Konrad Braun

Die Auseinandersetzung mit dem Werkstoff Holz einerseits und eigenen Lebensprozessen andererseits sind zentrale Themen meiner künstlerischen Arbeit.

 

Klare geometrische Formen bringe ich in Kontrast mit reliefartigen Oberflächenstrukturen. Meine Wandobjekte sind gestaltet aus meist kleinen Holzstückchen, die durch Sägen, Spalten oder Brechen entstehen. „Ordo“, „Dynamik im Quadrat“, und „Strukurwandel“ sind beispielsweise Titel solcher Arbeiten. Andere Werke sind aus einem massiven Holzstück gearbeitet. Mit einer Säge schaffe ich Freiräume, die es dem Holz dann ermöglichen, seine ihm eigene Dynamik zu entfalten. So entstehen Werke wie die „Raumhüllen“ oder „Eigendynamik.“

Als Sohn eines Rechenmachers begleitet mich Holz als Werkstoff schon von Kindheit an. In meiner Freizeit erprobte ich viele Jahre als Autodidakt mein künstlerisches Geschick mit ganz unterschiedlichen Materialien und Techniken. Dabei entstanden Bilder, figürliche Kleinplastiken und Schnitzereien. Um mein Können zu erweitern, habe ich 2001 Workshops für Zeichnen und Bildhauerei belegt.
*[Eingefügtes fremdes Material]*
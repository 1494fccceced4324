//! Global configuration constants for the Celestial Impulse engine.

use serde::{Deserialize, Serialize};

/// Sequential-impulse iterations performed per tick.
pub const DEFAULT_SOLVER_ITERATIONS: u32 = 100;

/// Baumgarte factor converting penetration into a separating velocity.
pub const DEFAULT_BIAS_FACTOR: f64 = 0.01;

/// Penetration tolerated before positional correction kicks in.
pub const DEFAULT_ALLOWED_PENETRATION: f64 = 0.1;

/// Closing speed (along the normal) below which restitution is applied.
pub const DEFAULT_BOUNCE_THRESHOLD: f64 = -0.1;

/// Newtonian gravity constant.
pub const DEFAULT_GRAVITY_CONSTANT: f64 = 0.05;

/// Lower bound applied to squared separation in the gravity law.
pub const DEFAULT_GRAVITY_DISTANCE_FLOOR: f64 = 100.0;

/// Half extent of the square world; bodies beyond it are destroyed.
pub const DEFAULT_WORLD_BOUNDARY: f64 = 10_000.0;

/// Maximum linear speed after an impulse.
pub const DEFAULT_MAX_SPEED: f64 = 100.0;

/// Maximum angular speed (radians per tick) after an impulse.
pub const DEFAULT_MAX_ANGULAR_SPEED: f64 = 100.0;

/// Consecutive contact ticks after which two bodies merge.
pub const DEFAULT_MERGE_DURATION: u32 = 3000;

/// Shrinks the merged circle relative to the combined area.
pub const DEFAULT_MERGE_RADIUS_FACTOR: f64 = 1.0 / 1.2;

/// Impulse per unit density above which a planet breaks into an asteroid.
pub const DEFAULT_PLANET_BREAK_IMPULSE: f64 = 800.0;

/// Impulse per unit density above which an asteroid may shatter.
pub const DEFAULT_ASTEROID_SHATTER_IMPULSE: f64 = 1500.0;

/// Asteroids at or below this area never shatter.
pub const DEFAULT_MIN_SHATTER_AREA: f64 = 5000.0;

pub const DEFAULT_FRICTION: f64 = 0.3;
pub const DEFAULT_ELASTICITY: f64 = 0.0;

/// Vertex count range (inclusive, exclusive) for randomly outlined asteroids.
pub const DEFAULT_RANDOM_VERTEX_RANGE: (usize, usize) = (5, 10);

/// Fraction of the even angular spacing each random vertex may drift by.
pub const DEFAULT_RANDOM_ANGLE_VARIATION: f64 = 0.5;

pub const DEFAULT_ASTEROID_SIDES: usize = 6;
pub const DEFAULT_ASTEROID_RADIUS: f64 = 100.0;

/// Wall-clock budget of one tick before a warning is logged.
pub const DEFAULT_TICK_BUDGET_MS: f64 = 16.0;

pub const DEFAULT_RNG_SEED: u64 = 0x5eed_0f_0b17;

/// Tunables for a [`crate::PhysicsWorld`]; missing fields fall back to the constants above.
#[derive(Debug, Clone, PartialEq, Serialize, Deserialize)]
#[serde(default)]
pub struct WorldConfig {
    pub solver_iterations: u32,
    pub bias_factor: f64,
    pub allowed_penetration: f64,
    pub bounce_threshold: f64,
    pub gravity_constant: f64,
    pub gravity_distance_floor: f64,
    pub world_boundary: f64,
    pub max_speed: f64,
    pub max_angular_speed: f64,
    pub merge_duration: u32,
    pub merge_radius_factor: f64,
    pub planet_break_impulse: f64,
    pub asteroid_shatter_impulse: f64,
    pub min_shatter_area: f64,
    pub default_friction: f64,
    pub default_elasticity: f64,
    pub random_vertex_range: (usize, usize),
    pub random_angle_variation: f64,
    pub tick_budget_ms: f64,
    pub rng_seed: u64,
    pub parallel_detection: bool,
}

impl Default for WorldConfig {
    fn default() -> Self {
        Self {
            solver_iterations: DEFAULT_SOLVER_ITERATIONS,
            bias_factor: DEFAULT_BIAS_FACTOR,
            allowed_penetration: DEFAULT_ALLOWED_PENETRATION,
            bounce_threshold: DEFAULT_BOUNCE_THRESHOLD,
            gravity_constant: DEFAULT_GRAVITY_CONSTANT,
            gravity_distance_floor: DEFAULT_GRAVITY_DISTANCE_FLOOR,
            world_boundary: DEFAULT_WORLD_BOUNDARY,
            max_speed: DEFAULT_MAX_SPEED,
            max_angular_speed: DEFAULT_MAX_ANGULAR_SPEED,
            merge_duration: DEFAULT_MERGE_DURATION,
            merge_radius_factor: DEFAULT_MERGE_RADIUS_FACTOR,
            planet_break_impulse: DEFAULT_PLANET_BREAK_IMPULSE,
            asteroid_shatter_impulse: DEFAULT_ASTEROID_SHATTER_IMPULSE,
            min_shatter_area: DEFAULT_MIN_SHATTER_AREA,
            default_friction: DEFAULT_FRICTION,
            default_elasticity: DEFAULT_ELASTICITY,
            random_vertex_range: DEFAULT_RANDOM_VERTEX_RANGE,
            random_angle_variation: DEFAULT_RANDOM_ANGLE_VARIATION,
            tick_budget_ms: DEFAULT_TICK_BUDGET_MS,
            rng_seed: DEFAULT_RNG_SEED,
            parallel_detection: cfg!(feature = "parallel"),
        }
    }
}

impl WorldConfig {
    /// Same defaults with gravity switched off; handy for isolated collision setups.
    pub fn without_gravity() -> Self {
        Self {
            gravity_constant: 0.0,
            ..Self::default()
        }
    }
}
Neben meiner beruflichen Tätigkeit als Gärtner besuchte ich anschließend  5 Semester an der Bildhauer- Atelier-Schule von Axel F. Otterbach. Workshops für Bronzeguss folgten in den Jahren danach.

 

Als Gärtner arbeitete ich unter anderem in Einrichtungen wie dem ZfP Zwiefalten, dem Kloster Reute und zuletzt in der Jugendhilfeeinrichtung St. Fidelis in Heudorf. Nach dem unerwarteten beruflichen Aus 2008 und einer Zeit der Neuorientierung begann für mich im September 2009 die Selbständigkeit als freiberuflich bildender Künstler. Ich lebe und arbeite in Heudorf a. B. Mein künstlerisches Schaffen umfasst einerseits die in Ausstellungen gezeigten Werke, andererseits kleine und auch größere Auftragsarbeiten, wie z. B. die künstlerische Umgestaltung der Pfarrkirche in Stetten bei Laupheim.

 

Meine Werke sehe ich als eine, „in Holz gestaltete Einladung“, an den Betrachter, sich mit den eigenen Lebensprozessen auseinander zu setzen.